Which lines in the records below include the word "signal"? Report each of them in full.
Segment Start: Provided data
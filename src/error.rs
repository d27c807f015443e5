use thiserror::Error;
use uuid::Uuid;

pub type Result<T> = std::result::Result<T, SyncError>;

#[derive(Debug, Error)]
pub enum SyncError {
    /// The request never produced a usable HTTP response.
    #[error("transport error: {0}")]
    Transport(String),

    /// The service answered but reported failure or returned no usable result.
    #[error("remote service error: {0}")]
    RemoteService(String),

    #[error("student not found: {0}")]
    NotFound(Uuid),

    #[error("invalid input: {0}")]
    InvalidInput(String),

    #[error("csv error: {0}")]
    Csv(#[from] csv::Error),

    #[error("io error: {0}")]
    Io(#[from] std::io::Error),
}

impl From<reqwest::Error> for SyncError {
    fn from(err: reqwest::Error) -> Self {
        Self::Transport(err.to_string())
    }
}
use std::path::PathBuf;
use std::time::Duration;

use anyhow::Context;
use clap::{Parser, Subcommand};
use tokio_util::sync::CancellationToken;
use tracing_subscriber::EnvFilter;

use roster_sync::activity;
use roster_sync::config::{self, SyncConfig};
use roster_sync::report::{self, StatusFilter};
use roster_sync::sync::RosterService;

#[derive(Parser)]
#[command(name = "roster-sync")]
#[command(about = "Codeforces progress tracker for a student roster", long_about = None)]
struct Cli {
    /// Codeforces API root
    #[arg(long, env = "CF_API_BASE_URL", default_value = config::DEFAULT_BASE_URL, global = true)]
    base_url: String,
    /// How long a Codeforces response is reused
    #[arg(long, env = "ROSTER_CACHE_TTL_SECS", default_value_t = 300, global = true)]
    cache_ttl_secs: u64,
    /// Gap between students during a roster sync
    #[arg(long, env = "ROSTER_PACING_MS", default_value_t = 500, global = true)]
    pacing_ms: u64,
    /// Days without a submission before a student is flagged inactive
    #[arg(
        long,
        env = "ROSTER_INACTIVITY_DAYS",
        default_value_t = 30,
        value_parser = clap::value_parser!(i64).range(1..=activity::MAX_WINDOW_DAYS),
        global = true
    )]
    inactivity_days: i64,
    #[arg(long, default_value_t = 30, global = true)]
    request_timeout_secs: u64,
    #[command(subcommand)]
    command: Commands,
}

impl Cli {
    fn sync_config(&self) -> SyncConfig {
        SyncConfig {
            base_url: self.base_url.clone(),
            cache_ttl: Duration::from_secs(self.cache_ttl_secs),
            pacing_delay: Duration::from_millis(self.pacing_ms),
            inactivity_days: self.inactivity_days,
            request_timeout: Duration::from_secs(self.request_timeout_secs),
            ..SyncConfig::default()
        }
    }
}

#[derive(Subcommand)]
enum Commands {
    /// Sync the roster (or one student) and print a summary
    Sync {
        #[arg(long)]
        handle: Option<String>,
    },
    /// Sync the roster and write a markdown progress report
    Report {
        #[arg(long, default_value = "report.md")]
        out: PathBuf,
        #[arg(long)]
        inactive_only: bool,
    },
    /// Sync the roster and export it as CSV
    Export {
        #[arg(long, default_value = "students.csv")]
        out: PathBuf,
        #[arg(long, value_enum, default_value_t = StatusFilter::All)]
        status: StatusFilter,
    },
    /// Keep syncing on a fixed interval until interrupted
    Watch {
        #[arg(long, default_value_t = 60)]
        interval_minutes: u64,
    },
}

#[tokio::main]
async fn main() -> anyhow::Result<()> {
    tracing_subscriber::fmt()
        .with_env_filter(EnvFilter::try_from_default_env().unwrap_or_else(|_| EnvFilter::new("info")))
        .init();

    let cli = Cli::parse();
    let service = RosterService::from_config(cli.sync_config())
        .context("failed to set up the roster service")?;

    match cli.command {
        Commands::Sync { handle } => {
            match handle {
                Some(handle) => {
                    let student = service
                        .repository()
                        .find_by_handle(&handle)
                        .with_context(|| format!("no student with handle {handle}"))?;
                    let outcome = service
                        .sync_student(student.id)
                        .await
                        .with_context(|| format!("failed to sync {handle}"))?;
                    tracing::debug!(?outcome, "Single student sync finished");
                }
                None => service.sync_all().await,
            }

            println!("Roster:");
            for student in service.list_students() {
                let last_sync = student
                    .last_data_sync
                    .map(|at| at.format("%Y-%m-%d %H:%M").to_string())
                    .unwrap_or_else(|| "never".to_string());
                println!(
                    "- {} ({}) rating {} (max {}) {} last sync {}",
                    student.name,
                    student.handle,
                    student.current_rating,
                    student.max_rating,
                    student.status_label(),
                    last_sync
                );
            }
            if let Some(run) = service.last_sync_run() {
                if run.is_clean() {
                    println!("Synced {} of {} students.", run.succeeded, run.attempted);
                } else {
                    println!(
                        "Synced {} of {} students, {} failed (see log).",
                        run.succeeded, run.attempted, run.failed
                    );
                }
            }
        }
        Commands::Report { out, inactive_only } => {
            service.sync_all().await;
            let report = report::build_report(
                &service.list_students(),
                service.last_sync_run().as_ref(),
                inactive_only,
                chrono::Utc::now(),
            );
            std::fs::write(&out, report)
                .with_context(|| format!("failed to write {}", out.display()))?;
            println!("Report written to {}.", out.display());
        }
        Commands::Export { out, status } => {
            service.sync_all().await;
            let file = std::fs::File::create(&out)
                .with_context(|| format!("failed to create {}", out.display()))?;
            let written = report::export_csv(file, &service.list_students(), status)
                .with_context(|| format!("failed to export {}", out.display()))?;
            println!("Exported {written} students to {}.", out.display());
        }
        Commands::Watch { interval_minutes } => {
            let cancel = CancellationToken::new();
            let task = service.spawn_auto_sync(
                Duration::from_secs(interval_minutes.max(1) * 60),
                cancel.clone(),
            );
            tokio::signal::ctrl_c()
                .await
                .context("failed to listen for shutdown signal")?;
            tracing::info!("Shutdown requested");
            cancel.cancel();
            task.await.context("automatic sync task panicked")?;
        }
    }

    Ok(())
}
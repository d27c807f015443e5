use std::collections::HashMap;
use std::sync::Arc;
use std::time::Duration;

use async_trait::async_trait;
use chrono::{DateTime, Utc};
use parking_lot::Mutex;
use serde::de::DeserializeOwned;
use serde::Deserialize;

use crate::clock::Clock;
use crate::error::{Result, SyncError};
use crate::models::{RemoteRatingChange, RemoteSubmission, RemoteUserProfile};

const USER_AGENT: &str = concat!("roster-sync/", env!("CARGO_PKG_VERSION"));
const ERROR_BODY_EXCERPT: usize = 200;

/// Performs a GET against the service and hands back the raw body.
#[async_trait]
pub trait Transport: Send + Sync {
    async fn get(&self, path_and_query: &str) -> Result<String>;
}

pub struct HttpTransport {
    http_client: reqwest::Client,
    base_url: String,
}

impl HttpTransport {
    pub fn new(base_url: &str, timeout: Duration) -> Result<Self> {
        let http_client = reqwest::Client::builder()
            .user_agent(USER_AGENT)
            .timeout(timeout)
            .build()?;

        Ok(Self {
            http_client,
            base_url: base_url.trim_end_matches('/').to_string(),
        })
    }
}

#[async_trait]
impl Transport for HttpTransport {
    async fn get(&self, path_and_query: &str) -> Result<String> {
        let url = format!("{}{}", self.base_url, path_and_query);
        tracing::debug!(url = %url, "Querying Codeforces API");

        let response = self.http_client.get(&url).send().await?;
        let status = response.status();

        if !status.is_success() {
            let body = response.text().await.unwrap_or_default();
            let excerpt: String = body.chars().take(ERROR_BODY_EXCERPT).collect();
            return Err(SyncError::Transport(format!("HTTP {status}: {excerpt}")));
        }

        Ok(response.text().await?)
    }
}

#[derive(Debug, Deserialize)]
struct Envelope {
    status: String,
    comment: Option<String>,
    result: Option<serde_json::Value>,
}

fn unwrap_envelope(body: &str) -> Result<serde_json::Value> {
    let envelope: Envelope = serde_json::from_str(body)
        .map_err(|e| SyncError::RemoteService(format!("malformed response envelope: {e}")))?;

    match envelope.status.as_str() {
        "OK" => {}
        "FAILED" => {
            return Err(SyncError::RemoteService(
                envelope
                    .comment
                    .unwrap_or_else(|| "Codeforces API request failed".to_string()),
            ));
        }
        other => {
            return Err(SyncError::RemoteService(format!(
                "unexpected response status {other:?}"
            )));
        }
    }

    match envelope.result {
        Some(serde_json::Value::Null) | None => Err(SyncError::RemoteService(
            "no result data received from Codeforces API".to_string(),
        )),
        Some(result) => Ok(result),
    }
}

struct CacheEntry {
    payload: serde_json::Value,
    fetched_at: DateTime<Utc>,
}

pub struct CodeforcesClient {
    transport: Arc<dyn Transport>,
    clock: Arc<dyn Clock>,
    ttl: chrono::Duration,
    // TODO: cap the entry count; keys are only replaced on refetch, never swept.
    cache: Mutex<HashMap<String, CacheEntry>>,
}

impl CodeforcesClient {
    pub fn new(transport: Arc<dyn Transport>, clock: Arc<dyn Clock>, ttl: Duration) -> Self {
        // Out-of-range TTLs behave as "cache for good".
        let ttl = chrono::Duration::from_std(ttl).unwrap_or_else(|_| chrono::Duration::days(365 * 100));
        Self {
            transport,
            clock,
            ttl,
            cache: Mutex::new(HashMap::new()),
        }
    }

    /// Bulk profile lookup. An empty list never reaches the network.
    pub async fn fetch_profiles(&self, handles: &[String]) -> Result<Vec<RemoteUserProfile>> {
        if handles.is_empty() {
            return Ok(Vec::new());
        }
        self.request(format!("/user.info?handles={}", handles.join(";")))
            .await
    }

    pub async fn fetch_submissions(
        &self,
        handle: &str,
        from: Option<u32>,
        count: Option<u32>,
    ) -> Result<Vec<RemoteSubmission>> {
        let mut endpoint = format!("/user.status?handle={handle}");
        if let Some(from) = from {
            endpoint.push_str(&format!("&from={from}"));
        }
        if let Some(count) = count {
            endpoint.push_str(&format!("&count={count}"));
        }
        self.request(endpoint).await
    }

    pub async fn fetch_rating_history(&self, handle: &str) -> Result<Vec<RemoteRatingChange>> {
        self.request(format!("/user.rating?handle={handle}")).await
    }

    pub fn clear_cache(&self) {
        self.cache.lock().clear();
    }

    pub fn cached_entries(&self) -> usize {
        self.cache.lock().len()
    }

    async fn request<T: DeserializeOwned>(&self, endpoint: String) -> Result<T> {
        if let Some(payload) = self.cached(&endpoint) {
            tracing::debug!(endpoint = %endpoint, "Serving Codeforces response from cache");
            return decode(&endpoint, payload);
        }

        let payload = match self.fetch(&endpoint).await {
            Ok(payload) => payload,
            Err(err) => {
                tracing::warn!(endpoint = %endpoint, error = %err, "Codeforces API request failed");
                return Err(err);
            }
        };

        let decoded = decode(&endpoint, payload.clone())?;
        self.cache.lock().insert(
            endpoint,
            CacheEntry {
                payload,
                fetched_at: self.clock.now(),
            },
        );
        Ok(decoded)
    }

    fn cached(&self, endpoint: &str) -> Option<serde_json::Value> {
        let now = self.clock.now();
        let cache = self.cache.lock();
        cache
            .get(endpoint)
            .filter(|entry| now.signed_duration_since(entry.fetched_at) < self.ttl)
            .map(|entry| entry.payload.clone())
    }

    async fn fetch(&self, endpoint: &str) -> Result<serde_json::Value> {
        let body = self.transport.get(endpoint).await?;
        unwrap_envelope(&body)
    }
}

fn decode<T: DeserializeOwned>(endpoint: &str, payload: serde_json::Value) -> Result<T> {
    serde_json::from_value(payload).map_err(|e| {
        SyncError::RemoteService(format!("unexpected result shape from {endpoint}: {e}"))
    })
}
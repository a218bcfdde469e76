//! 票据获取
//!
//! 在限流约束下反复请求票据，直到拿到格式正确的票据或超时。
//! 没有重试次数上限，唯一的边界是调用方给出的总超时

use std::sync::Arc;
use std::time::Duration;

use tokio::time::Instant;
use tokio_util::sync::CancellationToken;

use super::rate_limit::RateLimiter;
use crate::claim::model::{ResponseRules, Ticket};
use crate::claim::ClaimApi;
use crate::error::{RaceError, RaceResult};
use crate::model::account::Account;
use crate::model::config::Config;

/// 票据获取的退避参数
#[derive(Debug, Clone)]
pub struct AcquireSettings {
    /// 普通失败后的等待
    pub retry_interval: Duration,
    /// 被限流后的等待
    pub rate_limited_backoff: Duration,
    /// 代理池无可用线路时的等待
    pub pool_exhausted_delay: Duration,
}

impl AcquireSettings {
    pub fn from_config(config: &Config) -> Self {
        Self {
            retry_interval: Duration::from_millis(config.ticket_retry_interval_ms),
            rate_limited_backoff: Duration::from_millis(config.rate_limited_backoff_ms),
            pool_exhausted_delay: Duration::from_millis(config.pool_exhausted_delay_ms),
        }
    }
}

/// 票据获取器
pub struct TicketAcquirer {
    api: Arc<dyn ClaimApi>,
    limiter: Arc<RateLimiter>,
    rules: Arc<ResponseRules>,
    settings: AcquireSettings,
}

impl TicketAcquirer {
    pub fn new(
        api: Arc<dyn ClaimApi>,
        limiter: Arc<RateLimiter>,
        rules: Arc<ResponseRules>,
        settings: AcquireSettings,
    ) -> Self {
        Self {
            api,
            limiter,
            rules,
            settings,
        }
    }

    /// 获取一张有效票据
    ///
    /// 超时从调用开始计算，超时错误中的尝试次数等于实际发出的请求数
    pub async fn acquire_ticket(
        &self,
        account: &Account,
        timeout: Duration,
        stop: &CancellationToken,
    ) -> RaceResult<Ticket> {
        let start = Instant::now();
        let deadline = start + timeout;
        let mut attempts = 0u32;

        loop {
            let step = tokio::select! {
                biased;
                _ = stop.cancelled() => return Err(RaceError::Stopped),
                step = tokio::time::timeout_at(deadline, self.attempt(account, &mut attempts)) => step,
            };

            match step {
                Ok(Ok(Some(ticket))) => {
                    tracing::info!(
                        "账号 {} 获取票据成功，尝试 {} 次，耗时 {:?}",
                        account.display_name(),
                        attempts,
                        start.elapsed()
                    );
                    return Ok(ticket);
                }
                Ok(Ok(None)) => continue,
                Ok(Err(e)) => return Err(e),
                Err(_) => {
                    let elapsed = start.elapsed();
                    tracing::warn!(
                        "账号 {} 获取票据超时，尝试 {} 次，耗时 {:?}",
                        account.display_name(),
                        attempts,
                        elapsed
                    );
                    return Err(RaceError::CapacityTimeout {
                        stage: "ticket",
                        attempts,
                        elapsed,
                    });
                }
            }
        }
    }

    /// 单次尝试，失败时在返回前完成退避
    ///
    /// 返回 `Ok(None)` 表示需要继续重试，`Err` 只用于全局错误
    async fn attempt(&self, account: &Account, attempts: &mut u32) -> RaceResult<Option<Ticket>> {
        self.limiter.acquire(&account.id).await;
        *attempts += 1;

        let backoff = match self.api.request_ticket(account).await {
            Ok(response) => {
                let ticket = response
                    .data
                    .as_ref()
                    .and_then(|d| d.ticket.as_deref())
                    .filter(|_| response.success)
                    .and_then(Ticket::parse);
                if let Some(ticket) = ticket {
                    return Ok(Some(ticket));
                }

                if self.rules.is_rate_limited(&response) {
                    tracing::warn!("账号 {} 获取票据被限流", account.display_name());
                    self.settings.rate_limited_backoff
                } else {
                    tracing::debug!(
                        "账号 {} 票据响应无效: {}",
                        account.display_name(),
                        response.message.as_deref().unwrap_or("-")
                    );
                    self.settings.retry_interval
                }
            }
            Err(e) if e.is_global() => return Err(e),
            Err(e) if e.is_rate_limited() => {
                tracing::warn!("账号 {} 获取票据被限流: {}", account.display_name(), e);
                self.settings.rate_limited_backoff
            }
            Err(RaceError::PoolExhausted(msg)) => {
                tracing::warn!("账号 {} 暂无可用代理: {}", account.display_name(), msg);
                self.settings.pool_exhausted_delay
            }
            Err(e) => {
                tracing::debug!("账号 {} 获取票据失败: {}", account.display_name(), e);
                self.settings.retry_interval
            }
        };

        tokio::time::sleep(backoff).await;
        Ok(None)
    }
}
Segment End: Provided data
• **Answer section**
            tokio::signal::ctrl_c()
                .context("failed to listen for shutdown signal")?;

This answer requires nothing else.